Originally opened as a theatre in 1903, El Ateneo now welcomes 3,000 visitors a day. (Photo: Roger Schultz)

Buenos Aires loves her books and her prize-winning writers like Borges, Cortazar and Sabato. Out of reverence for the gods of Argentine literature, bookstore temples have risen throughout Capital Federal, and none is more famous or photographed than El Ateneo Grand Splendid in Recoleta.

The cavernous, five-level bookstore was originally a theatre which opened in 1903 as the Teatro Nacional Norte and later became the Grand Splendid. Today, BA’s most famous libreria stocks over 80,000 titles, welcomes 3,000 visitors a day and sells close to a half million books annually. In 2008, The Guardian named it the second best bookshop in the world behind an 800-year old church in the Netherlands.

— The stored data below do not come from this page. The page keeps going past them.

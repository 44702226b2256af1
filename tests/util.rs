#![allow(dead_code)]
use cdmesh::{
    algs::communicator::Communicator,
    cdfem::{CdfemConfig, CdfemParts, DecompositionSession, NodalLevelSetGeometry, PhaseSupport},
    mesh::{BulkData, FieldId, MeshBulk, MeshQueryExt, MetaData, PartId},
    topology::{cell_type::Topology, point::EntityId, point::EntityKey, point::EntityRank},
};

pub fn eid(u: u64) -> EntityId {
    EntityId::new(u).unwrap()
}

pub fn no_periodic() -> Vec<(EntityId, EntityId)> {
    Vec::new()
}

/// A mesh with one decomposed block, a level set and the fields used to
/// check prolongation.
pub struct Fixture<C: Communicator> {
    pub mesh: BulkData<C>,
    pub session: DecompositionSession,
    pub geometry: NodalLevelSetGeometry,
    pub ls: FieldId,
    pub temperature: FieldId,
    pub pressure: FieldId,
    /// Three component nodal vector field named `displacement`.
    pub displacement: FieldId,
}

impl<C: Communicator> Fixture<C> {
    pub fn part(&self, name: &str) -> PartId {
        self.mesh.meta().get_part(name).unwrap()
    }

    pub fn decompose(&mut self, step: i64) -> cdmesh::cdfem::DecompositionStatus {
        self.session
            .decompose_mesh(&mut self.mesh, &mut self.geometry, step, no_periodic())
            .unwrap()
    }

    pub fn needs_update(&mut self) -> bool {
        self.session
            .decomposition_needs_update(&mut self.mesh, &mut self.geometry)
            .unwrap()
    }

    pub fn set_ls(&mut self, node: u64, value: f64) {
        self.mesh.field_values_mut(self.ls, EntityKey::node(eid(node))).unwrap()[0] = value;
    }

    /// Global measure of the named part over active entities.
    pub fn measure(&self, name: &str) -> f64 {
        let part = self.part(name);
        self.session
            .current()
            .unwrap()
            .conformal_volumes_and_surface_areas(&self.mesh)
            .unwrap()
            .into_iter()
            .find(|(p, _)| *p == part)
            .map(|(_, m)| m)
            .unwrap()
    }

    pub fn elements_in(&self, name: &str) -> Vec<EntityId> {
        let part = self.part(name);
        self.mesh
            .entity_ids(EntityRank::Element)
            .into_iter()
            .filter(|&e| self.mesh.has_part(EntityKey::element(e), part))
            .collect()
    }

    pub fn has_part(&self, key: EntityKey, name: &str) -> bool {
        self.mesh.has_part(key, self.part(name))
    }
}

/// Nodes as `(id, coordinates, level set)`, elements as `(id, nodes)`,
/// shared nodes as `(id, other ranks)`.
pub fn build<C: Communicator>(
    comm: C,
    dim: usize,
    topology: Topology,
    nodes: &[(u64, [f64; 3], f64)],
    elements: &[(u64, Vec<u64>)],
    shared: &[(u64, Vec<usize>)],
    config: CdfemConfig,
) -> Fixture<C> {
    let nodes: Vec<(u64, [f64; 3], Vec<f64>)> = nodes.iter().map(|&(n, x, v)| (n, x, vec![v])).collect();
    build_with_phases(comm, dim, topology, &[], &nodes, elements, shared, config)
}

/// Like [`build`], with one level set per phase when `phases` is not empty.
/// Node level sets are listed per phase, in the order of `phases`.
#[allow(clippy::too_many_arguments)]
pub fn build_with_phases<C: Communicator>(
    comm: C,
    dim: usize,
    topology: Topology,
    phases: &[&str],
    nodes: &[(u64, [f64; 3], Vec<f64>)],
    elements: &[(u64, Vec<u64>)],
    shared: &[(u64, Vec<usize>)],
    config: CdfemConfig,
) -> Fixture<C> {
    let names: Vec<String> = if phases.is_empty() {
        vec!["LS".to_owned()]
    } else {
        phases.iter().map(|p| format!("LS_{p}")).collect()
    };
    let mut meta = MetaData::new(dim);
    let block = meta.declare_io_part("block_1", EntityRank::Element).unwrap();
    let ls_fields: Vec<FieldId> = names
        .iter()
        .map(|n| meta.declare_field(n, EntityRank::Node, 1).unwrap())
        .collect();
    let temperature = meta.declare_field("temperature", EntityRank::Node, 1).unwrap();
    let pressure = meta.declare_field("pressure", EntityRank::Element, 1).unwrap();
    let displacement = meta.declare_field("displacement", EntityRank::Node, 3).unwrap();
    let mut ps = if phases.is_empty() {
        PhaseSupport::single_level_set("A", "B")
    } else {
        PhaseSupport::level_set_per_phase(phases)
    };
    ps.decompose_block(&mut meta, "block_1").unwrap();
    let parts = CdfemParts::declare(&mut meta).unwrap();

    let mut mesh = BulkData::new(meta, comm);
    mesh.modification_begin().unwrap();
    for (n, _, _) in nodes {
        mesh.declare_node(eid(*n), &[]).unwrap();
    }
    for (e, conn) in elements {
        let conn: Vec<EntityId> = conn.iter().map(|&n| eid(n)).collect();
        mesh.declare_element(eid(*e), topology, &conn, &[block]).unwrap();
    }
    mesh.modification_end().unwrap();
    for (n, procs) in shared {
        mesh.set_sharing(EntityKey::node(eid(*n)), procs);
    }
    for (n, x, values) in nodes {
        mesh.set_coordinates(eid(*n), *x);
        for (&f, &v) in ls_fields.iter().zip(values) {
            mesh.field_values_mut(f, EntityKey::node(eid(*n))).unwrap()[0] = v;
        }
    }

    let name_refs: Vec<&str> = names.iter().map(String::as_str).collect();
    let geometry = if phases.is_empty() {
        NodalLevelSetGeometry::single(name_refs[0])
    } else {
        NodalLevelSetGeometry::per_phase(&name_refs)
    };
    Fixture {
        mesh,
        session: DecompositionSession::new(config, ps, parts),
        geometry,
        ls: ls_fields[0],
        temperature,
        pressure,
        displacement,
    }
}

/// Bar of unit elements along x with the given nodal level set values.
pub fn bar<C: Communicator>(comm: C, ls: &[f64]) -> Fixture<C> {
    let nodes: Vec<(u64, [f64; 3], f64)> = ls
        .iter()
        .enumerate()
        .map(|(i, &v)| (i as u64 + 1, [i as f64, 0.0, 0.0], v))
        .collect();
    let elements: Vec<(u64, Vec<u64>)> = (1..ls.len() as u64).map(|e| (e, vec![e, e + 1])).collect();
    build(comm, 1, Topology::Line2, &nodes, &elements, &[], CdfemConfig::default())
}

/// Unit square split along the diagonal from (1,0) to (0,1), with the
/// level set `x - offset`.
pub fn square<C: Communicator>(comm: C, offset: f64) -> Fixture<C> {
    let pts = [[0.0, 0.0, 0.0], [1.0, 0.0, 0.0], [0.0, 1.0, 0.0], [1.0, 1.0, 0.0]];
    let nodes: Vec<(u64, [f64; 3], f64)> = pts
        .iter()
        .enumerate()
        .map(|(i, &x)| (i as u64 + 1, x, x[0] - offset))
        .collect();
    let elements = vec![(1, vec![1, 2, 3]), (2, vec![2, 4, 3])];
    build(comm, 2, Topology::Tri3, &nodes, &elements, &[], CdfemConfig::default())
}

/// Unit tetrahedron with the level set `x - offset`.
pub fn tet<C: Communicator>(comm: C, offset: f64) -> Fixture<C> {
    let pts = [[0.0, 0.0, 0.0], [1.0, 0.0, 0.0], [0.0, 1.0, 0.0], [0.0, 0.0, 1.0]];
    let nodes: Vec<(u64, [f64; 3], f64)> = pts
        .iter()
        .enumerate()
        .map(|(i, &x)| (i as u64 + 1, x, x[0] - offset))
        .collect();
    build(comm, 3, Topology::Tet4, &nodes, &[(1, vec![1, 2, 3, 4])], &[], CdfemConfig::default())
}

pub fn assert_close(got: f64, want: f64) {
    assert!((got - want).abs() < 1e-10, "got {got}, want {want}");
}

/// Three node Line3 element on [0, 1], midside node 3 at 0.5, with the level
/// set `x - offset`.
pub fn quadratic_bar<C: Communicator>(comm: C, offset: f64) -> Fixture<C> {
    let nodes: Vec<(u64, [f64; 3], f64)> = [(1, 0.0), (2, 1.0), (3, 0.5)]
        .iter()
        .map(|&(n, x)| (n, [x, 0.0, 0.0], x - offset))
        .collect();
    build(comm, 1, Topology::Line3, &nodes, &[(1, vec![1, 2, 3])], &[], CdfemConfig::default())
}

/// Unit right triangle as a Tri6 with the level set `x - offset`.
pub fn quadratic_triangle<C: Communicator>(comm: C, offset: f64) -> Fixture<C> {
    let pts = [
        [0.0, 0.0, 0.0],
        [1.0, 0.0, 0.0],
        [0.0, 1.0, 0.0],
        [0.5, 0.0, 0.0],
        [0.5, 0.5, 0.0],
        [0.0, 0.5, 0.0],
    ];
    let nodes: Vec<(u64, [f64; 3], f64)> = pts
        .iter()
        .enumerate()
        .map(|(i, &x)| (i as u64 + 1, x, x[0] - offset))
        .collect();
    build(comm, 2, Topology::Tri6, &nodes, &[(1, vec![1, 2, 3, 4, 5, 6])], &[], CdfemConfig::default())
}

/// Bar of unit elements with one level set per phase `P0`, `P1`, `P2`;
/// `ls[k]` holds the nodal values of the level set of phase k.
pub fn three_phase_bar<C: Communicator>(comm: C, ls: [&[f64]; 3]) -> Fixture<C> {
    let nodes: Vec<(u64, [f64; 3], Vec<f64>)> = (0..ls[0].len())
        .map(|i| (i as u64 + 1, [i as f64, 0.0, 0.0], ls.iter().map(|l| l[i]).collect()))
        .collect();
    let elements: Vec<(u64, Vec<u64>)> = (1..ls[0].len() as u64).map(|e| (e, vec![e, e + 1])).collect();
    build_with_phases(comm, 1, Topology::Line2, &["P0", "P1", "P2"], &nodes, &elements, &[], CdfemConfig::default())
}
use crate::mesh_error::CdMeshError;

/// Trait for validating data structure invariants.
pub trait DebugInvariants {
    /// Assert invariants in debug builds or when invariant checking is enabled.
    fn debug_assert_invariants(&self);
    /// Validate invariants and return the first violation encountered.
    fn validate_invariants(&self) -> Result<(), InvariantViolation>;
}

/// Description of a failed invariant check.
#[derive(Debug, Clone, PartialEq, Eq, thiserror::Error)]
#[error("{0}")]
pub struct InvariantViolation(pub String);

impl From<CdMeshError> for InvariantViolation {
    fn from(e: CdMeshError) -> Self {
        InvariantViolation(e.to_string())
    }
}

/// Helper macro to run a fallible check and panic on error when invariant
/// checking is enabled.
#[macro_export]
macro_rules! debug_invariants {
    ($expr:expr, $($ctx:tt)*) => {
        #[cfg(any(debug_assertions, feature = "check-invariants"))]
        if let Err(e) = $expr {
            panic!(concat!("[invariants] ", $($ctx)*, ": {}"), e);
        }
    };
}

/// Fatal assertion for topology corruption.
///
/// Decomposition cannot continue once a node, subelement or side violates its
/// structural contract, so the message is logged and the process aborts via
/// `panic!` in every build profile.
#[macro_export]
macro_rules! cdfem_require {
    ($cond:expr, $($arg:tt)+) => {
        if !$cond {
            let msg = format!($($arg)+);
            log::error!("{}", msg);
            panic!("{}", msg);
        }
    };
}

While the Dutch digs may have had a 700-year advantage, El Ateneo (like Palermo Chico) is still celebrating a century of existence. The chain was founded in September 1912 by Pedro Garcia, a Spanish immigrant whose family owned bookstores in Europe. Garci­a is credited with cultivating a passion for reading in Buenos Aires with his payment system that allowed customers to take home books and pay for them over time.

Vanguardia’s Gabriela Mayer says Argentine authors like Borges, Manuel Mujica Lainez, Victoria Ocampo and Mari­a Elena Walsh became regulars at El Ateneo. She interviews Mexican author Carlos Fuentes who remembers buying his first book at El Ateneo when he was 15. Describing the bookstore’s lasting impact on his career, Fuentes says “The El Ateneo bookstore fed me with Argentine literature.” (Full Story in Spanish)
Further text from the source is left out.